Non ci sono a oggi prove rigorose e affidabili che vi sia davvero un legame tra uso di talco e aumento del rischio di tumore dell'ovaio. A titolo precauzionale, però, meglio non usare il talco nelle zone intime
Il presunto legame tra uso di talco e il tumore dell’ovaio ha fatto molto scalpore da quando, all’inizio del 2016, un tribunale americano ha condannato una famosa multinazionale produttrice di un prodotto a base di talco al risarcimento record di 72 milioni di dollari alla famiglia di Jackie Fox, una donna di 62 anni morta di tumore dell’ovaio, per non aver riportato sulle confezioni la dicitura «potenzialmente cancerogeno». Da qui, l’associazione tra uso di talco e tumore all’ovaio è venuta spontanea, soprattutto nell’opinione pubblica.
Sempre negli Stati Uniti, si sono succedute sentenze di esito differente in seguito a richieste di risarcimento da parte di donne colpite da tumore dell'ovaio. Una sentenza giuridica non costituisce di per sé una prova di relazione causa-effetto. In gran parte dei casi l'azienda è stata condannata per non aver informato i consumatori di un rischio potenziale insito nel suo prodotto.
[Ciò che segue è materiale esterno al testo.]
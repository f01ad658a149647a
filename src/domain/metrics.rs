//! Equity curve statistics.

use chrono::NaiveDate;

#[derive(Debug, Clone, Copy, PartialEq)]
#[cfg_attr(feature = "serde", derive(serde::Serialize))]
pub struct EquityPoint {
    pub date: NaiveDate,
    pub value: f64,
}

#[derive(Debug, Clone, Copy, PartialEq, Default)]
#[cfg_attr(feature = "serde", derive(serde::Serialize))]
pub struct Drawdown {
    /// Largest peak-to-trough decline, in percent of the peak.
    pub max_percent: f64,
    /// Longest run of bars spent below a prior peak.
    pub max_duration: usize,
}

pub fn compute_drawdown(equity_curve: &[EquityPoint]) -> Drawdown {
    let Some(first) = equity_curve.first() else {
        return Drawdown::default();
    };

    let mut peak = first.value;
    let mut max_dd = 0.0_f64;
    let mut max_duration = 0usize;
    let mut current_duration = 0usize;

    for point in equity_curve {
        if point.value >= peak {
            peak = point.value;
            current_duration = 0;
        } else if peak > 0.0 {
            let dd = (peak - point.value) / peak;
            max_dd = max_dd.max(dd);
            current_duration += 1;
            max_duration = max_duration.max(current_duration);
        }
    }

    Drawdown {
        max_percent: max_dd * 100.0,
        max_duration,
    }
}
//! Configuration access port trait.

pub trait ConfigPort {
    fn get_string(&self, section: &str, key: &str) -> Option<String>;
    fn get_int(&self, section: &str, key: &str, default: i64) -> i64;
    fn get_double(&self, section: &str, key: &str, default: f64) -> f64;
    fn get_bool(&self, section: &str, key: &str, default: bool) -> bool;

    /// Section names present in the source, lowercased.
    fn sections(&self) -> Vec<String>;
}
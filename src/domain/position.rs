//! Open position bookkeeping for one asset.

/// Unit counts at or below this are treated as flat.
pub const DUST_UNITS: f64 = 1e-9;

/// Fractional long position with its average cost and the highest close seen
/// since it was opened.
#[derive(Debug, Clone, Copy, PartialEq, Default)]
#[cfg_attr(feature = "serde", derive(serde::Serialize))]
pub struct Holding {
    pub units: f64,
    pub entry_price: f64,
    pub peak_price: f64,
}

impl Holding {
    pub fn is_open(&self) -> bool {
        self.units > DUST_UNITS
    }

    pub fn market_value(&self, price: f64) -> f64 {
        self.units * price
    }

    /// Percent gain of `price` over the average entry price.
    pub fn change_from_entry(&self, price: f64) -> f64 {
        if self.entry_price <= 0.0 {
            return 0.0;
        }
        (price - self.entry_price) / self.entry_price * 100.0
    }

    /// Percent drop of `price` below the peak (positive when below).
    pub fn drop_from_peak(&self, price: f64) -> f64 {
        if self.peak_price <= 0.0 {
            return 0.0;
        }
        (self.peak_price - price) / self.peak_price * 100.0
    }

    /// Add units bought at `price`. Entry becomes the weighted average cost;
    /// a position opened from flat starts its peak at the fill price.
    pub fn add(&mut self, units: f64, price: f64) {
        if !self.is_open() {
            *self = Holding {
                units,
                entry_price: price,
                peak_price: price,
            };
            return;
        }
        let cost = self.units * self.entry_price + units * price;
        self.units += units;
        self.entry_price = cost / self.units;
    }

    /// Remove units; a full close resets entry and peak.
    pub fn reduce(&mut self, units: f64) {
        self.units -= units;
        if !self.is_open() {
            *self = Holding::default();
        }
    }

    pub fn update_peak(&mut self, close: f64) {
        if self.is_open() && close > self.peak_price {
            self.peak_price = close;
        }
    }
}

#[cfg(test)]
mod tests {
    use super::*;
    use approx::assert_relative_eq;

    #[test]
    fn default_is_flat() {
        let h = Holding::default();
        assert!(!h.is_open());
        assert_relative_eq!(h.market_value(100.0), 0.0);
    }

    #[test]
    fn open_from_flat_sets_entry_and_peak() {
        let mut h = Holding::default();
        h.add(10.0, 50.0);
        assert!(h.is_open());
        assert_relative_eq!(h.entry_price, 50.0);
        assert_relative_eq!(h.peak_price, 50.0);
    }

    #[test]
    fn add_uses_weighted_average_cost() {
        let mut h = Holding::default();
        h.add(10.0, 100.0);
        h.update_peak(120.0);
        h.add(30.0, 80.0);
        assert_relative_eq!(h.units, 40.0);
        assert_relative_eq!(h.entry_price, (1000.0 + 2400.0) / 40.0);
        // adding to an open position keeps the peak
        assert_relative_eq!(h.peak_price, 120.0);
    }

    #[test]
    fn partial_reduce_keeps_entry() {
        let mut h = Holding::default();
        h.add(10.0, 100.0);
        h.reduce(4.0);
        assert_relative_eq!(h.units, 6.0);
        assert_relative_eq!(h.entry_price, 100.0);
    }

    #[test]
    fn full_close_resets() {
        let mut h = Holding::default();
        h.add(10.0, 100.0);
        h.update_peak(130.0);
        h.reduce(10.0);
        assert_eq!(h, Holding::default());
    }

    #[test]
    fn peak_only_rises_while_open() {
        let mut h = Holding::default();
        h.update_peak(500.0);
        assert_relative_eq!(h.peak_price, 0.0);
        h.add(1.0, 100.0);
        h.update_peak(90.0);
        assert_relative_eq!(h.peak_price, 100.0);
        h.update_peak(110.0);
        assert_relative_eq!(h.peak_price, 110.0);
    }

    #[test]
    fn change_and_drop_percentages() {
        let mut h = Holding::default();
        h.add(1.0, 100.0);
        h.update_peak(200.0);
        assert_relative_eq!(h.change_from_entry(110.0), 10.0);
        assert_relative_eq!(h.drop_from_peak(150.0), 25.0);
    }
}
In particolare, il talco viene associato alla presenza di asbesto, o amianto, un minerale spesso vicino ai siti di estrazione del talco e noto per essere causa di alcuni tumori, soprattutto del mesotelioma, un grave tumore della pleura. I prodotti in commercio non contengono più asbesto da decenni, sostiene l'azienda. Ripetuti test a campione condotti dalla Food and Drug Administration statinutense non hanno rilevato presenza di asbesto nel talco in questione.
Qual è la posizione della comunità scientifica?
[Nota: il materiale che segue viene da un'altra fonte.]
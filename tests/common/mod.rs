#![allow(dead_code)]

use chrono::NaiveDate;
pub use stratlab::domain::bar::Bar;
use stratlab::domain::error::StratlabError;
use stratlab::ports::data_port::DataPort;
use std::collections::HashMap;

pub struct MockDataPort {
    pub data: HashMap<String, Vec<Bar>>,
    pub errors: HashMap<String, String>,
}

impl MockDataPort {
    pub fn new() -> Self {
        Self {
            data: HashMap::new(),
            errors: HashMap::new(),
        }
    }

    pub fn with_bars(mut self, symbol: &str, bars: Vec<Bar>) -> Self {
        self.data.insert(symbol.to_string(), bars);
        self
    }

    pub fn with_error(mut self, symbol: &str, reason: &str) -> Self {
        self.errors.insert(symbol.to_string(), reason.to_string());
        self
    }
}

impl DataPort for MockDataPort {
    fn fetch_bars(
        &self,
        symbol: &str,
        start_date: NaiveDate,
        end_date: NaiveDate,
    ) -> Result<Vec<Bar>, StratlabError> {
        if let Some(reason) = self.errors.get(symbol) {
            return Err(StratlabError::Data {
                reason: reason.clone(),
            });
        }
        match self.data.get(symbol) {
            Some(bars) => Ok(bars
                .iter()
                .filter(|b| b.date >= start_date && b.date <= end_date)
                .cloned()
                .collect()),
            None => Err(StratlabError::NoData {
                symbol: symbol.to_string(),
            }),
        }
    }

    fn list_symbols(&self) -> Result<Vec<String>, StratlabError> {
        let mut symbols: Vec<String> = self.data.keys().cloned().collect();
        symbols.sort();
        Ok(symbols)
    }
}

pub fn date(y: i32, m: u32, d: u32) -> NaiveDate {
    NaiveDate::from_ymd_opt(y, m, d).unwrap()
}

pub fn make_bar(date: &str, close: f64) -> Bar {
    Bar {
        date: NaiveDate::parse_from_str(date, "%Y-%m-%d").unwrap(),
        open: close - 1.0,
        high: close + 1.0,
        low: close - 2.0,
        close,
        volume: 1000.0,
    }
}

/// One bar per calendar day starting at `start_date`.
pub fn bars_from_closes(start_date: &str, closes: &[f64]) -> Vec<Bar> {
    let start = NaiveDate::parse_from_str(start_date, "%Y-%m-%d").unwrap();
    closes
        .iter()
        .enumerate()
        .map(|(i, &close)| Bar {
            date: start + chrono::Duration::days(i as i64),
            open: close,
            high: close * 1.01,
            low: close * 0.99,
            close,
            volume: 1000.0 + (i % 5) as f64 * 50.0,
        })
        .collect()
}

pub fn generate_bars(start_date: &str, count: usize, start_price: f64) -> Vec<Bar> {
    let closes: Vec<f64> = (0..count).map(|i| start_price + i as f64).collect();
    bars_from_closes(start_date, &closes)
}

/// Oscillating series with a slight upward drift.
pub fn wave_bars(start_date: &str, count: usize) -> Vec<Bar> {
    let closes: Vec<f64> = (0..count)
        .map(|i| 100.0 + 12.0 * (i as f64 / 7.0).sin() + i as f64 * 0.05)
        .collect();
    bars_from_closes(start_date, &closes)
}

pub fn to_csv(bars: &[Bar]) -> String {
    let mut out = String::from("date,open,high,low,close,volume\n");
    for b in bars {
        out.push_str(&format!(
            "{},{},{},{},{},{}\n",
            b.date.format("%Y-%m-%d"),
            b.open,
            b.high,
            b.low,
            b.close,
            b.volume
        ));
    }
    out
}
Non ci sono a oggi prove rigorose e affidabili che vi sia davvero un legame tra utilizzo del talco e aumento del rischio di tumore. L'Agenzia per la ricerca sul cancro dell'Organizzazione Mondiale della Sanità (Iarc) ha incluso il talco contenente asbesto fra le sostanze cancerogene per l'uomo, analizzando diversi studi che lo correlavano a un rischio aumentato di tumori polmonari.
Il talco non contenente asbesto invece è stato etichettato come «non classificabile come cancerogeno per l'uomo».
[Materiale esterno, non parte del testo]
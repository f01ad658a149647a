use clap::Parser;
use stratlab::cli::{run, Cli};
use tracing_subscriber::EnvFilter;

fn main() -> std::process::ExitCode {
    tracing_subscriber::fmt()
        .with_env_filter(
            EnvFilter::try_from_default_env().unwrap_or_else(|_| EnvFilter::new("warn")),
        )
        .with_writer(std::io::stderr)
        .init();

    run(Cli::parse())
}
Lo stesso dicasi per l'inalazione del talco, mentre l'uso perineale del talco «può essere cancerogeno».
Questa è da considerare una posizione precauzionale, poichè l'Iarc spiega che le prove non sono dirimenti e sono «limitate». Gli studi che hanno evidenziato una correlazione erano di tipo caso-controllo, nei quali, cioè, alle donne coinvolte si chiedeva di ricostruire retrospettivamente le abitudini di anni passati. Altri esiti possono, secondo gli esperti, rassicurare chi ha fatto uso di talco, anche per molto tempo: non è stata evidenziata una correlazione fra quantità dell'esposizione (quantità di talco usato e periodo di tempo) e aumento di rischio. Non è stato rilevato un aumento di rischio ad esempio fra le donne che usavano il talco sul diaframma contraccettivo.
A puro titolo precauzionale, dunque, si può consigliare di non usare il talco nelle zone intime (vulva, vagina, zone perianale), mentre il suo utilizzo in altre parti del corpo non è associato al rischio di sviluppare un tumore delle ovaie o di altri distretti dell’organismo.